## EXERCISE INPUTS
================================
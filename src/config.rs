//! Operator configuration
//!
//! Every setting is a CLI flag with an environment variable fallback so the
//! same binary runs unchanged under a Deployment.

use std::time::Duration;

use clap::Args;

use crate::telemetry::LogFormat;
use crate::{Error, DEFAULT_FIELD_MANAGER};

/// Runtime configuration for the controller
#[derive(Args, Debug, Clone)]
pub struct OperatorConfig {
    /// Field manager recorded on every HPA write
    #[arg(long, env = "LWS_FIELD_MANAGER", default_value = DEFAULT_FIELD_MANAGER)]
    pub field_manager: String,

    /// Only watch LeaderWorkerSets in this namespace (all namespaces if unset)
    #[arg(long, env = "LWS_WATCH_NAMESPACE")]
    pub watch_namespace: Option<String>,

    /// Log output format
    #[arg(long, env = "LWS_LOG_FORMAT", value_enum, default_value_t = LogFormat::Json)]
    pub log_format: LogFormat,

    /// Requeue delay after an optimistic concurrency conflict, in seconds
    #[arg(long, env = "LWS_CONFLICT_REQUEUE_SECS", default_value_t = 1)]
    pub conflict_requeue_secs: u64,

    /// Requeue delay after a transient API error, in seconds
    #[arg(long, env = "LWS_ERROR_REQUEUE_SECS", default_value_t = 30)]
    pub error_requeue_secs: u64,

    /// Requeue delay after an error that needs a spec or cluster change, in seconds
    #[arg(long, env = "LWS_PERMANENT_ERROR_REQUEUE_SECS", default_value_t = 300)]
    pub permanent_error_requeue_secs: u64,

    /// Server-side timeout for watch requests, in seconds
    #[arg(long, env = "LWS_WATCH_TIMEOUT_SECS", default_value_t = 25)]
    pub watch_timeout_secs: u32,
}

impl Default for OperatorConfig {
    fn default() -> Self {
        Self {
            field_manager: DEFAULT_FIELD_MANAGER.to_string(),
            watch_namespace: None,
            log_format: LogFormat::Json,
            conflict_requeue_secs: 1,
            error_requeue_secs: 30,
            permanent_error_requeue_secs: 300,
            watch_timeout_secs: 25,
        }
    }
}

impl OperatorConfig {
    /// Check the configuration before the controller starts
    pub fn validate(&self) -> Result<(), Error> {
        if self.field_manager.trim().is_empty() {
            return Err(Error::invalid_argument("field manager cannot be empty"));
        }
        if self.watch_namespace.as_deref().is_some_and(str::is_empty) {
            return Err(Error::invalid_argument("watch namespace cannot be empty"));
        }
        for (name, secs) in [
            ("conflict requeue interval", self.conflict_requeue_secs),
            ("error requeue interval", self.error_requeue_secs),
            ("permanent error requeue interval", self.permanent_error_requeue_secs),
        ] {
            if secs == 0 {
                return Err(Error::invalid_argument(format!("{} must be positive", name)));
            }
        }
        // The API server caps watch timeouts below five minutes
        if self.watch_timeout_secs == 0 || self.watch_timeout_secs >= 295 {
            return Err(Error::invalid_argument(
                "watch timeout must be between 1 and 294 seconds",
            ));
        }
        Ok(())
    }

    /// Requeue delays derived from this configuration
    pub fn requeue_policy(&self) -> RequeuePolicy {
        RequeuePolicy {
            conflict: Duration::from_secs(self.conflict_requeue_secs),
            transient: Duration::from_secs(self.error_requeue_secs),
            permanent: Duration::from_secs(self.permanent_error_requeue_secs),
        }
    }
}

/// How long to wait before re-running a failed reconciliation
#[derive(Clone, Copy, Debug, PartialEq, Eq)]
pub struct RequeuePolicy {
    /// After a conflict; a fresh read usually succeeds right away
    pub conflict: Duration,
    /// After network or server errors
    pub transient: Duration,
    /// After build, validation or ownership errors
    pub permanent: Duration,
}

impl Default for RequeuePolicy {
    fn default() -> Self {
        OperatorConfig::default().requeue_policy()
    }
}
================================
## WORK INSTRUCTION
For the word "this", find every line in the data that holds it and copy that line.

## TASK OUTPUT
    /// Only watch LeaderWorkerSets in this namespace (all namespaces if unset)
    /// Requeue delays derived from this configuration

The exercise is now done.